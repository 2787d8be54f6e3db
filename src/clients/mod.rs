//! HTTP client types for record API communication.
//!
//! This module provides the transport layer the record binding engine sits
//! on: request/response types, the reqwest-backed client, and HTTP error
//! types.
//!
//! # Overview
//!
//! The main types in this module are:
//!
//! - [`HttpClient`]: The async HTTP client for API communication
//! - [`HttpRequest`]: A request to be sent to the API
//! - [`HttpResponse`]: A parsed response from the API
//! - [`HttpMethod`]: Supported HTTP methods (GET, POST, PUT, DELETE)
//! - [`DataType`]: Content types for request bodies
//!
//! # Retry Behavior
//!
//! The client implements opt-in retry logic for transient failures:
//!
//! - **429 (Rate Limited)**: Retries using the `Retry-After` header value,
//!   or 1 second if not present
//! - **500 (Server Error)**: Retries with a fixed 1-second delay
//! - **Other errors (4xx)**: Returns immediately without retry
//!
//! The default `tries` is 1, meaning no automatic retries; the record
//! binding core never retries on its own. Configure via
//! [`HttpRequest::builder`] with `.tries(n)` to enable retries.

mod errors;
mod http_client;
mod http_request;
mod http_response;

pub use errors::{
    HttpError, HttpResponseError, InvalidHttpRequestError, MaxHttpRetriesExceededError,
};
pub use http_client::{HttpClient, CLIENT_VERSION, RETRY_WAIT_TIME};
pub use http_request::{DataType, HttpMethod, HttpRequest, HttpRequestBuilder};
pub use http_response::HttpResponse;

* * * *

* **Task objective**
Provide a verbatim reproduction of all the records.

* **Solved exercise**
repository 2787d8be54f6e3db
filename src/clients/mod.rs
//! HTTP client types for record API communication.
//!
//! This module provides the transport layer the record binding engine sits
//! on: request/response types, the reqwest-backed client, and HTTP error
//! types.
//!
//! # Overview
//!
//! The main types in this module are:
//!
//! - [`HttpClient`]: The async HTTP client for API communication
//! - [`HttpRequest`]: A request to be sent to the API
//! - [`HttpResponse`]: A parsed response from the API
//! - [`HttpMethod`]: Supported HTTP methods (GET, POST, PUT, DELETE)
//! - [`DataType`]: Content types for request bodies
//!
//! # Retry Behavior
//!
//! The client implements opt-in retry logic for transient failures:
//!
//! - **429 (Rate Limited)**: Retries using the `Retry-After` header value,
//!   or 1 second if not present
//! - **500 (Server Error)**: Retries with a fixed 1-second delay
//! - **Other errors (4xx)**: Returns immediately without retry
//!
//! The default `tries` is 1, meaning no automatic retries; the record
//! binding core never retries on its own. Configure via
//! [`HttpRequest::builder`] with `.tries(n)` to enable retries.

mod errors;
mod http_client;
mod http_request;
mod http_response;

pub use errors::{
    HttpError, HttpResponseError, InvalidHttpRequestError, MaxHttpRetriesExceededError,
};
pub use http_client::{HttpClient, CLIENT_VERSION, RETRY_WAIT_TIME};
pub use http_request::{DataType, HttpMethod, HttpRequest, HttpRequestBuilder};
pub use http_response::HttpResponse;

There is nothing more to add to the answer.